COLONIAL TRIGLE-STOOL, DISCOVERED IN A NEW HAMPSHIRE WOODSHED, AND PURCHASED FOR A MERE SONG BY PROFESSOR KILGALLEN
As one of the legs was partially missing, it is believed that the owners considered this rare old piece valueless. Professor Kilgallen has not allowed any restorations to be made. The profane hands of the modern reproducer of old furniture have never been permitted to touch any articles of his collection.
In the same space the average French dealer seems unable to find room for more than one dough-trough, two pewter plates with the salamander of Francis I done on them in repoussé, a pair of Louis XIV curling-tongs, and a washed-out-looking portrait of a satin-clad and powdered-haired lady whose face has the lop-sided aristocratic appearance that will only be found in true aristocrats or in persons who have been kicked by mules perchance in their early days. And the portraits which are on sale in every Parisian antique-shop are sometimes most valuable because the general unpleasantness of the aristocrats which they represent serves to make every beholder wonder why the French Revolution didn’t start exterminating aristocrats about a hundred years sooner.

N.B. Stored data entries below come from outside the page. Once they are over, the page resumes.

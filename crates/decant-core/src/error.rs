//! Error types for decant-core.

use thiserror::Error;

/// Core error type.
#[derive(Error, Debug, Clone, PartialEq, Eq)]
pub enum Error {
    /// Bitness other than 16, 32 or 64.
    #[error("unsupported bitness: {0}")]
    InvalidBitness(u32),
}
#[test]
fn test_evex_b_on_register_is_rounding() {
    let modes = [
        (0x18, RoundingControl::RoundToNearest),
        (0x38, RoundingControl::RoundDown),
        (0x58, RoundingControl::RoundUp),
        (0x78, RoundingControl::RoundTowardZero),
    ];
    for (p2, rc) in modes {
        let instr = decode(Bitness::Bits64, &[0x62, 0xF1, 0x7C, p2, 0x58, 0xC2]);
        // L'L is the rounding mode, so the form is the 512-bit one
        assert_eq!(instr.code(), Code::EVEX_Vaddps_VZ_k1z_HZ_WZ_er_b);
        assert_eq!(instr.rounding_control(), rc);
        assert!(!instr.is_broadcast());
        assert_eq!(instr.op_register(0), Register::ZMM0);
    }
}

#[test]
fn test_evex_b_on_memory_is_broadcast() {
    // vaddps zmm0, zmm0, dword bcst [rax+4]
    let instr = decode(Bitness::Bits64, &[0x62, 0xF1, 0x7C, 0x58, 0x58, 0x40, 0x01]);
    assert_eq!(instr.code(), Code::EVEX_Vaddps_VZ_k1z_HZ_WZ_er_b);
    assert!(instr.is_broadcast());
    assert_eq!(instr.rounding_control(), RoundingControl::None);
    assert_eq!(instr.memory_size(), MemorySize::Broadcast512_Float32);
    // disp8 scales by the element size
    assert_eq!(instr.memory_displacement64(), 4);
}

#[test]
fn test_evex_full_vector_disp8() {
    // vaddps zmm0, zmm0, [rax+0x40]
    let instr = decode(Bitness::Bits64, &[0x62, 0xF1, 0x7C, 0x48, 0x58, 0x40, 0x01]);
    assert!(!instr.is_broadcast());
    assert_eq!(instr.memory_size(), MemorySize::Packed512_Float32);
    assert_eq!(instr.memory_displacement64(), 0x40);

    // Negative disp8 stays negative after scaling
    let instr = decode(Bitness::Bits64, &[0x62, 0xF1, 0x7C, 0x48, 0x58, 0x40, 0xFF]);
    assert_eq!(instr.memory_displacement64(), (-64i64) as u64);

    // disp32 is never scaled
    let instr = decode(Bitness::Bits64, &[0x62, 0xF1, 0x7C, 0x48, 0x58, 0x80, 0x01, 0x00, 0x00, 0x00]);
    assert_eq!(instr.memory_displacement64(), 1);
    assert_eq!(instr.memory_displ_size(), 4);
}

#[test]
fn test_evex_sae() {
    // vucomiss xmm0, xmm1, {sae}
    let instr = decode(Bitness::Bits64, &[0x62, 0xF1, 0x7C, 0x18, 0x2E, 0xC1]);
    assert_eq!(instr.code(), Code::EVEX_Vucomiss_VX_WX_sae);
    assert!(instr.suppress_all_exceptions());
    assert_eq!(instr.rounding_control(), RoundingControl::None);
}

#[test]
fn test_evex_merging_mask() {
    let instr = decode(Bitness::Bits64, &[0x62, 0xF1, 0x7C, 0x4F, 0x10, 0xC1]);
    assert_eq!(instr.code(), Code::EVEX_Vmovups_VZ_k1z_WZ);
    assert_eq!(instr.op_mask(), Register::K7);
    assert!(instr.merging_masking());
    assert!(!instr.zeroing_masking());
}

#[test]
fn test_evex_rejections() {
    let cases: [(&[u8], &str); 6] = [
        // z=1 with k0
        (&[0x62, 0xF1, 0x7C, 0x88, 0x58, 0xC2], "zeroing-masking without an opmask"),
        // zeroing on a store
        (&[0x62, 0xF1, 0x7C, 0x89, 0x11, 0x00], "zeroing-masking on a memory destination"),
        // b on a memory form without a broadcast size
        (&[0x62, 0xF1, 0x7C, 0x18, 0x10, 0x00], "broadcast not supported"),
        // b on a register form without rounding or sae
        (&[0x62, 0xF2, 0x7D, 0x18, 0x20, 0xC1], "EVEX.b on a register operand"),
        // P0 bits 2..3 must be zero
        (&[0x62, 0xFD, 0x7C, 0x08, 0x58, 0xC2], "EVEX.P0 reserved bits set"),
        // P1 bit 2 must be one
        (&[0x62, 0xF1, 0x78, 0x08, 0x58, 0xC2], "EVEX.P1 fixed bit clear"),
    ];
    for (bytes, reason) in cases {
        assert_eq!(try_decode(Bitness::Bits64, bytes), Err(DecodeError::invalid(reason)), "{bytes:02X?}");
    }
}

#[test]
fn test_prefix_before_vector_encoding() {
    assert_eq!(
        try_decode(Bitness::Bits64, &[0x66, 0x62, 0xF1, 0x7C, 0x08, 0x58, 0xC2]),
        Err(DecodeError::invalid("66/F2/F3 prefix before VEX/EVEX"))
    );
    assert_eq!(
        try_decode(Bitness::Bits64, &[0x40, 0xC5, 0xF8, 0x58, 0xC2]),
        Err(DecodeError::invalid("REX prefix before VEX/EVEX"))
    );
    // A segment override is fine
    let instr = decode(Bitness::Bits64, &[0x2E, 0xC5, 0xF8, 0x58, 0x00]);
    assert_eq!(instr.code(), Code::VEX_Vaddps_VX_HX_WX);
}

#[test]
fn test_evex_outside_long_mode() {
    // 62 with a register-looking second byte is EVEX even in 32-bit mode
    let instr = decode(Bitness::Bits32, &[0x62, 0xF1, 0x7C, 0x08, 0x58, 0xC2]);
    assert_eq!(instr.code(), Code::EVEX_Vaddps_VX_k1z_HX_WX_b);
    assert_eq!(registers(&instr), [Register::XMM0, Register::XMM0, Register::XMM2]);
}

#[test]
fn test_memory_forms_agree_across_bitness() {
    let forms: [&[u8]; 2] = [&[0x66, 0x0F, 0x38, 0x20, 0x08], &[0x62, 0xF2, 0x7D, 0x8B, 0x20, 0x50, 0x01]];
    let addressing = [
        (Bitness::Bits16, Register::BX, Register::SI),
        (Bitness::Bits32, Register::EAX, Register::None),
        (Bitness::Bits64, Register::RAX, Register::None),
    ];
    for bytes in forms {
        let reference = decode(Bitness::Bits16, bytes);
        assert!(!reference.is_invalid(), "{bytes:02X?}");
        for (bitness, base, index) in addressing {
            let instr = decode(bitness, bytes);
            assert_eq!(instr.code(), reference.code(), "{bitness:?} {bytes:02X?}");
            assert_eq!(instr.len(), bytes.len());
            assert_eq!(instr.op_count(), reference.op_count());
            assert_eq!(instr.op_kinds(), reference.op_kinds());
            assert_eq!(instr.memory_size(), reference.memory_size());
            assert_eq!(instr.memory_displacement(), reference.memory_displacement());
            assert_eq!(instr.memory_base(), base);
            assert_eq!(instr.memory_index(), index);
        }
    }
}

// =============================================================================
// Integer, broadcast, FMA and ternary-logic forms
// =============================================================================

#[test]
fn test_vex_integer_compare() {
    for bitness in [Bitness::Bits32, Bitness::Bits64] {
        let instr = decode(bitness, &[0xC5, 0xF9, 0x74, 0xC1]);
        assert_eq!(instr.code(), Code::VEX_Vpcmpeqb_VX_HX_WX);
        assert_eq!(registers(&instr), [Register::XMM0, Register::XMM0, Register::XMM1]);
    }
    let instr = decode(Bitness::Bits64, &[0xC5, 0xFD, 0x66, 0x00]);
    assert_eq!(instr.code(), Code::VEX_Vpcmpgtd_VY_HY_WY);
    assert_eq!(instr.memory_size(), MemorySize::Packed256_Int32);
}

At any rate, the superior shop-filling ability of the Italian dealers is one reason why it is far easier to indulge one’s passion for antiqueing in Italy than in France.
A disappointing feature about the French antique-shops is the apparent indifference of the shopkeepers to the attempts of customers to engage them in violent and interesting altercations over the prices of their wares. This is a modern phase of the antique-business and ranks, in France, with such inexplainable matters as why man-sized boys wear little tight knickerbockers that come only halfway down to the knee, and why a Parisian who apparently lives in comfort in his home or a hotel with the thermometer down to forty degrees will shriek with anguish when any one raises a window in a railway compartment in which the temperature is hovering around ninety-four degrees.
In the old days when a Parisian antique-dealer placed a price of fifteen hundred francs on an article, the prospective buyer offered five hundred for it, and then the argument began. The dealer shed tears; swore that his business standing would be shattered if he dropped a centime in price; mentioned his sick wife most touchingly; gave a long history of the antique in question, showing its great value; beat his breast and begged the purchaser not to ruin him; and ended by selling the article for seven hundred francs.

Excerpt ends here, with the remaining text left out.